En su reunión de finales del mes pasado, los 17 miembros del euro también acordaron actuar de manera decisiva para hacer frente a la volatilidad del mercado. Esto se acordó el uso flexible de los fondos de rescate, un movimiento que se ha quedado corto a la luz de las recientes turbulencias. Aún se está estudiando, pero los socios ya están trabajando en un nuevo plan con el BCE para llegar a salvo a España e Italia. La iniciativa, revelada por 'Le Monde', implica que los mecanismos para comprar la deuda de emergencia de ambos países en el momento de la emisión para garantizar que las tarifas razonables de financiación.
La tarea del BCE se centrará en los mercados secundarios. Allí, el supervisor de intervenir como lo ha hecho en el pasado por los movimientos de la prima de riesgo en niveles moderados. El periódico francés afirma que estas medidas se complementarán con una ambiciosa remodelación del Mecanismo Europeo de Estabilidad (MEDE), el fondo de rescate permanente para estar en funcionamiento en agosto. En la actualidad cuenta con medio billón de euros, el medo recibió una licencia bancaria en la liquidez del BCE por los recursos casi inagotables.

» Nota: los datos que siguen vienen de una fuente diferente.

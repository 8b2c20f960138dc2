//! Shared types, the `Disposable` contract, and error definitions.
//!
//! Foundation crate -- no threads or I/O.

pub mod error;
pub mod panic;
pub mod types;

pub use error::{TetherError, TetherResult};
pub use panic::panic_message;
pub use types::{
    erase, AccessKind, Disposable, DisposableRef, NamedDisposable, ObjectKey, OnDispose,
    PromiseStatus,
};
//! Promise state machine.
//!
//! `Pending` is the only non-terminal state. Every transition goes through
//! [`Shared::complete`], which holds the lock only long enough to swap the
//! state and take the pending callbacks and wakers; they run afterwards.

use crate::error::{PromiseError, Rejection};
use parking_lot::{Condvar, Mutex};
use slotmap::{new_key_type, SlotMap};
use std::panic::{catch_unwind, AssertUnwindSafe};
use std::task::Waker;
use tether_core::{panic_message, PromiseStatus};

new_key_type! {
    /// Slot of one future's waker; removed when that future is dropped.
    pub(crate) struct WakerKey;
}

pub(crate) type Callback<T> = Box<dyn FnOnce(&Result<T, PromiseError>) + Send>;

pub(crate) enum PromiseState<T> {
    Pending,
    Fulfilled(T),
    Rejected(Rejection),
    Cancelled,
}

impl<T: Clone> PromiseState<T> {
    pub(crate) fn status(&self) -> PromiseStatus {
        match self {
            Self::Pending => PromiseStatus::Pending,
            Self::Fulfilled(_) => PromiseStatus::Succeeded,
            Self::Rejected(_) => PromiseStatus::Rejected,
            Self::Cancelled => PromiseStatus::Cancelled,
        }
    }

    /// `None` while pending.
    pub(crate) fn outcome(&self) -> Option<Result<T, PromiseError>> {
        match self {
            Self::Pending => None,
            Self::Fulfilled(v) => Some(Ok(v.clone())),
            Self::Rejected(e) => Some(Err(PromiseError::Rejected(e.clone()))),
            Self::Cancelled => Some(Err(PromiseError::Cancelled)),
        }
    }
}

pub(crate) struct Inner<T> {
    pub(crate) state: PromiseState<T>,
    callbacks: Vec<Callback<T>>,
    wakers: SlotMap<WakerKey, Waker>,
}

pub(crate) struct Shared<T> {
    pub(crate) inner: Mutex<Inner<T>>,
    pub(crate) done: Condvar,
}

impl<T: Clone + Send + 'static> Shared<T> {
    pub(crate) fn new(state: PromiseState<T>) -> Self {
        Self {
            inner: Mutex::new(Inner {
                state,
                callbacks: Vec::new(),
                wakers: SlotMap::with_key(),
            }),
            done: Condvar::new(),
        }
    }

    /// The single mutation point. Returns `false` if already terminal.
    pub(crate) fn complete(&self, next: PromiseState<T>) -> bool {
        let (callbacks, wakers, outcome) = {
            let mut inner = self.inner.lock();
            if !matches!(inner.state, PromiseState::Pending) {
                return false;
            }
            inner.state = next;
            let callbacks = std::mem::take(&mut inner.callbacks);
            let wakers = std::mem::take(&mut inner.wakers);
            let outcome = if callbacks.is_empty() {
                None
            } else {
                inner.state.outcome()
            };
            (callbacks, wakers, outcome)
        };

        self.done.notify_all();
        for waker in wakers.into_iter().map(|(_, w)| w) {
            waker.wake();
        }
        if let Some(outcome) = outcome {
            for callback in callbacks {
                run_callback(callback, &outcome);
            }
        }
        true
    }

    /// Runs `callback` now if terminal, otherwise queues it.
    pub(crate) fn subscribe(&self, callback: Callback<T>) {
        let outcome = {
            let mut inner = self.inner.lock();
            match inner.state.outcome() {
                Some(outcome) => outcome,
                None => {
                    inner.callbacks.push(callback);
                    return;
                }
            }
        };
        run_callback(callback, &outcome);
    }

    /// Returns the outcome if terminal. Otherwise stores `waker` in the
    /// caller's slot, reusing the slot across polls.
    pub(crate) fn poll_outcome(
        &self,
        waker: &Waker,
        slot: &mut Option<WakerKey>,
    ) -> Option<Result<T, PromiseError>> {
        let mut inner = self.inner.lock();
        if let Some(outcome) = inner.state.outcome() {
            *slot = None;
            return Some(outcome);
        }
        match slot.and_then(|key| inner.wakers.get_mut(key)) {
            Some(stored) => {
                if !stored.will_wake(waker) {
                    *stored = waker.clone();
                }
            }
            None => *slot = Some(inner.wakers.insert(waker.clone())),
        }
        None
    }
}

impl<T> Shared<T> {
    /// Drops a waker whose future went away before completion.
    pub(crate) fn forget_waker(&self, key: WakerKey) {
        self.inner.lock().wakers.remove(key);
    }

    #[cfg(test)]
    pub(crate) fn waker_count(&self) -> usize {
        self.inner.lock().wakers.len()
    }
}

fn run_callback<T>(callback: Callback<T>, outcome: &Result<T, PromiseError>) {
    if let Err(payload) = catch_unwind(AssertUnwindSafe(|| callback(outcome))) {
        let message = panic_message(payload.as_ref());
        tracing::warn!(error = %message, "promise callback panicked");
    }
}

#[cfg(test)]
mod tests {
    use super::*;
    use std::sync::atomic::{AtomicUsize, Ordering};
    use std::sync::Arc;

    #[test]
    fn only_first_transition_wins() {
        let shared = Shared::new(PromiseState::Pending);
        assert!(shared.complete(PromiseState::Cancelled));
        assert!(!shared.complete(PromiseState::Fulfilled(1)));
        assert_eq!(shared.inner.lock().state.status(), PromiseStatus::Cancelled);
    }

    #[test]
    fn queued_callbacks_run_once_after_completion() {
        let shared = Shared::new(PromiseState::Pending);
        let hits = Arc::new(AtomicUsize::new(0));
        for _ in 0..3 {
            let h = hits.clone();
            shared.subscribe(Box::new(move |r: &Result<u32, PromiseError>| {
                assert_eq!(*r.as_ref().unwrap(), 7);
                h.fetch_add(1, Ordering::SeqCst);
            }));
        }
        assert_eq!(hits.load(Ordering::SeqCst), 0);
        shared.complete(PromiseState::Fulfilled(7));
        shared.complete(PromiseState::Fulfilled(8));
        assert_eq!(hits.load(Ordering::SeqCst), 3);
    }

    #[test]
    fn panicking_callback_does_not_block_others() {
        let shared = Shared::new(PromiseState::Pending);
        let hits = Arc::new(AtomicUsize::new(0));
        shared.subscribe(Box::new(|_: &Result<(), PromiseError>| panic!("bad listener")));
        let h = hits.clone();
        shared.subscribe(Box::new(move |_: &Result<(), PromiseError>| {
            h.fetch_add(1, Ordering::SeqCst);
        }));
        assert!(shared.complete(PromiseState::Fulfilled(())));
        assert_eq!(hits.load(Ordering::SeqCst), 1);
    }
}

Si todo este plan se puso en vigor, la UE una vez por todas con el arma pidiendo a los analistas a dominar los mercados. El problema es que no todos los países están en la misma página. Alemania se ha resistido durante meses, estas medidas, aunque hay indicios de que podría cambiar de opinión. Ayer, el ministro de Finanzas, Wolfgang Schäuble, dio la bienvenida a la determinación del BCE, pero recordó que aún queda por hacer.
Schäuble, el martes fue Luis de Guindos. Según Reuters, el español se reconoce que el país estaba al límite y puede ser necesario un rescate integral de los 300.000 millones de dólares. Ahora, el fantasma de su chaqueta, en general, parece más distante, pero Schäuble dijo que Europa no podía hacer frente a este esfuerzo hasta la entrada en vigor de el MEDA.